2. The amounts and prices (if applicable) shown have been adjusted to reflect a 3-for-2 stock split effectuated by the issuer on March 29, 2006.
3. Grant to reporting person of "premium" restricted stock under the 2004 Equity Incentive Plan. The "premium" restricted stock partially vests in an amount between 20-25% on December 31, 2006, 2007, 2008 and 2009 in the event certain financial performance criteria are met and all partially vested shares fully vest on December 31, 2009.
4. The amount shown reflects the number of shares awarded on February 16, 2006, as adjusted for a 3-for-2 stock split effectuated by the issuer on March 29, 2006.
5. Grant to reporting person of restricted stock under the 2004 Equity Incentive Plan. The restricted stock vests on December 31, 2010.
6. The stock appreciation rights are granted under the 2004 Equity Incentive Plan and will incrementally vest 10%, 15%, 25% and 50%, respectively, on December 31, 2007, 2008, 2009 and 2010.

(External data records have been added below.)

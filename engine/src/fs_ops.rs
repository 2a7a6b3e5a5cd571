//! Filesystem operations module.
//!
//! This module provides low-level operations for:
//! - Enumerating media candidates under the input tree
//! - Listing and counting regular files in a bucket
//! - Creating bucket directories
//! - Copying files with modification time preservation

use std::fs::{self, OpenOptions};
use std::io::{self, BufWriter, Read, Write};
use std::path::{Path, PathBuf};
use tracing::warn;
use walkdir::WalkDir;

use crate::checksums::CHUNK_SIZE;
use crate::config::SortOptions;
use crate::error::EngineError;
use crate::model::Candidate;

/// Recursively enumerate the input tree and return every media candidate.
///
/// Entries are visited sorted by file name within each directory, so the
/// candidate order is stable across runs. Unreadable entries below the root
/// are logged and skipped.
///
/// # Errors
/// Returns `EngineError::EnumerationFailed` if the root itself cannot be read.
pub fn enumerate_candidates(
    input_root: &Path,
    options: &SortOptions,
) -> Result<Vec<Candidate>, EngineError> {
    let mut candidates = Vec::new();

    for entry in WalkDir::new(input_root).sort_by_file_name() {
        let entry = match entry {
            Ok(entry) => entry,
            Err(e) if e.depth() == 0 => {
                return Err(EngineError::EnumerationFailed {
                    path: input_root.to_path_buf(),
                    source: io::Error::from(e),
                });
            }
            Err(e) => {
                warn!("Skipping unreadable entry under {}: {}", input_root.display(), e);
                continue;
            }
        };

        // walkdir reports a symlink's own type; accept links that resolve to a file
        let is_file = entry.file_type().is_file()
            || (entry.path_is_symlink() && entry.path().is_file());
        if !is_file {
            continue;
        }

        let Some(extension) = options.media_extension(entry.path()) else {
            continue;
        };

        candidates.push(Candidate::new(entry.into_path(), extension));
    }

    Ok(candidates)
}

/// List the regular files directly inside `dir`.
pub fn list_regular_files(dir: &Path) -> Result<Vec<PathBuf>, EngineError> {
    let entries = fs::read_dir(dir).map_err(|e| EngineError::ReadError {
        path: dir.to_path_buf(),
        source: e,
    })?;

    let mut files = Vec::new();
    for entry in entries {
        let entry = entry.map_err(|e| EngineError::ReadError {
            path: dir.to_path_buf(),
            source: e,
        })?;
        // Follows symlinks, matching what a plain "is this a file" check sees
        if entry.path().is_file() {
            files.push(entry.path());
        }
    }
    files.sort();
    Ok(files)
}

/// Number of regular files directly inside `dir`.
pub fn count_regular_files(dir: &Path) -> Result<usize, EngineError> {
    list_regular_files(dir).map(|files| files.len())
}

/// Ensure `dir` exists as a directory, creating it and its parents if needed.
///
/// # Errors
/// Returns `EngineError::DirectoryCreationFailed` if creation fails or the
/// path exists but is not a directory.
pub fn ensure_dir_exists(dir: &Path) -> Result<(), EngineError> {
    match fs::metadata(dir) {
        Ok(metadata) => {
            if metadata.is_dir() {
                Ok(())
            } else {
                Err(EngineError::DirectoryCreationFailed {
                    path: dir.to_path_buf(),
                    source: io::Error::new(
                        io::ErrorKind::AlreadyExists,
                        "Path exists but is not a directory",
                    ),
                })
            }
        }
        Err(e) if e.kind() == io::ErrorKind::NotFound => {
            fs::create_dir_all(dir).map_err(|e| EngineError::DirectoryCreationFailed {
                path: dir.to_path_buf(),
                source: e,
            })
        }
        Err(e) => Err(EngineError::DirectoryCreationFailed {
            path: dir.to_path_buf(),
            source: e,
        }),
    }
}

/// Stream `reader` into `writer`, attributing each failure to its side.
///
/// Read failures are reported against `src`, write and flush failures
/// against `dst`.
pub fn copy_stream<R: Read, W: Write>(
    mut reader: R,
    mut writer: W,
    src: &Path,
    dst: &Path,
) -> Result<u64, EngineError> {
    let mut buffer = vec![0u8; CHUNK_SIZE];
    let mut total = 0u64;

    loop {
        let n = match reader.read(&mut buffer) {
            Ok(0) => break,
            Ok(n) => n,
            Err(e) if e.kind() == io::ErrorKind::Interrupted => continue,
            Err(e) => {
                return Err(EngineError::ReadError {
                    path: src.to_path_buf(),
                    source: e,
                })
            }
        };
        writer
            .write_all(&buffer[..n])
            .map_err(|e| EngineError::WriteError {
                path: dst.to_path_buf(),
                source: e,
            })?;
        total += n as u64;
    }

    writer.flush().map_err(|e| EngineError::WriteError {
        path: dst.to_path_buf(),
        source: e,
    })?;
    Ok(total)
}

/// Copy a file from source to destination, preserving its modification time.
///
/// With `overwrite` false the destination is opened with create-new
/// semantics and an existing file is reported as a `WriteError` instead of
/// being replaced. If the copy fails after the destination was opened, the
/// partial file is removed.
///
/// # Returns
/// Number of bytes copied
pub fn copy_file_with_metadata(src: &Path, dst: &Path, overwrite: bool) -> Result<u64, EngineError> {
    let src_file = fs::File::open(src).map_err(|e| EngineError::ReadError {
        path: src.to_path_buf(),
        source: e,
    })?;

    let src_metadata = src_file.metadata().map_err(|e| EngineError::ReadError {
        path: src.to_path_buf(),
        source: e,
    })?;

    let mut open_options = OpenOptions::new();
    open_options.write(true);
    if overwrite {
        open_options.create(true).truncate(true);
    } else {
        open_options.create_new(true);
    }
    let dst_file = open_options.open(dst).map_err(|e| EngineError::WriteError {
        path: dst.to_path_buf(),
        source: e,
    })?;

    let result = copy_stream(src_file, BufWriter::new(dst_file), src, dst);
    let bytes_copied = match result {
        Ok(bytes) => bytes,
        Err(e) => {
            if let Err(remove_err) = fs::remove_file(dst) {
                warn!("Could not remove partial copy {}: {}", dst.display(), remove_err);
            }
            return Err(e);
        }
    };

    // The bytes are already in place; a failed timestamp update does not undo the copy
    if let Ok(mtime) = src_metadata.modified() {
        if let Err(e) = filetime::set_file_mtime(dst, filetime::FileTime::from_system_time(mtime)) {
            warn!("Could not preserve modification time on {}: {}", dst.display(), e);
        }
    }

    Ok(bytes_copied)
}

7. The stock appreciation rights are granted under the 2004 Equity Incentive plan and will incrementally vest 10%, 15%, 25% and 50%, respectively, on December 31, 2006, 2007, 2008 and 2009.
Kenneth W. Krueger 02/23/2007
** Signature of Reporting Person Date
Reminder: Report on a separate line for each class of securities beneficially owned directly or indirectly.
* If the form is filed by more than one reporting person, see Instruction 4 (b)(v).
** Intentional misstatements or omissions of facts constitute Federal Criminal Violations See 18 U.S.C. 1001 and 15 U.S.C. 78ff(a).
Note: File three copies of this Form, one of which must be manually signed. If space is insufficient, see Instruction 6 for procedure.
Persons who respond to the collection of information contained in this form are not required to respond unless the form displays a currently valid OMB Number.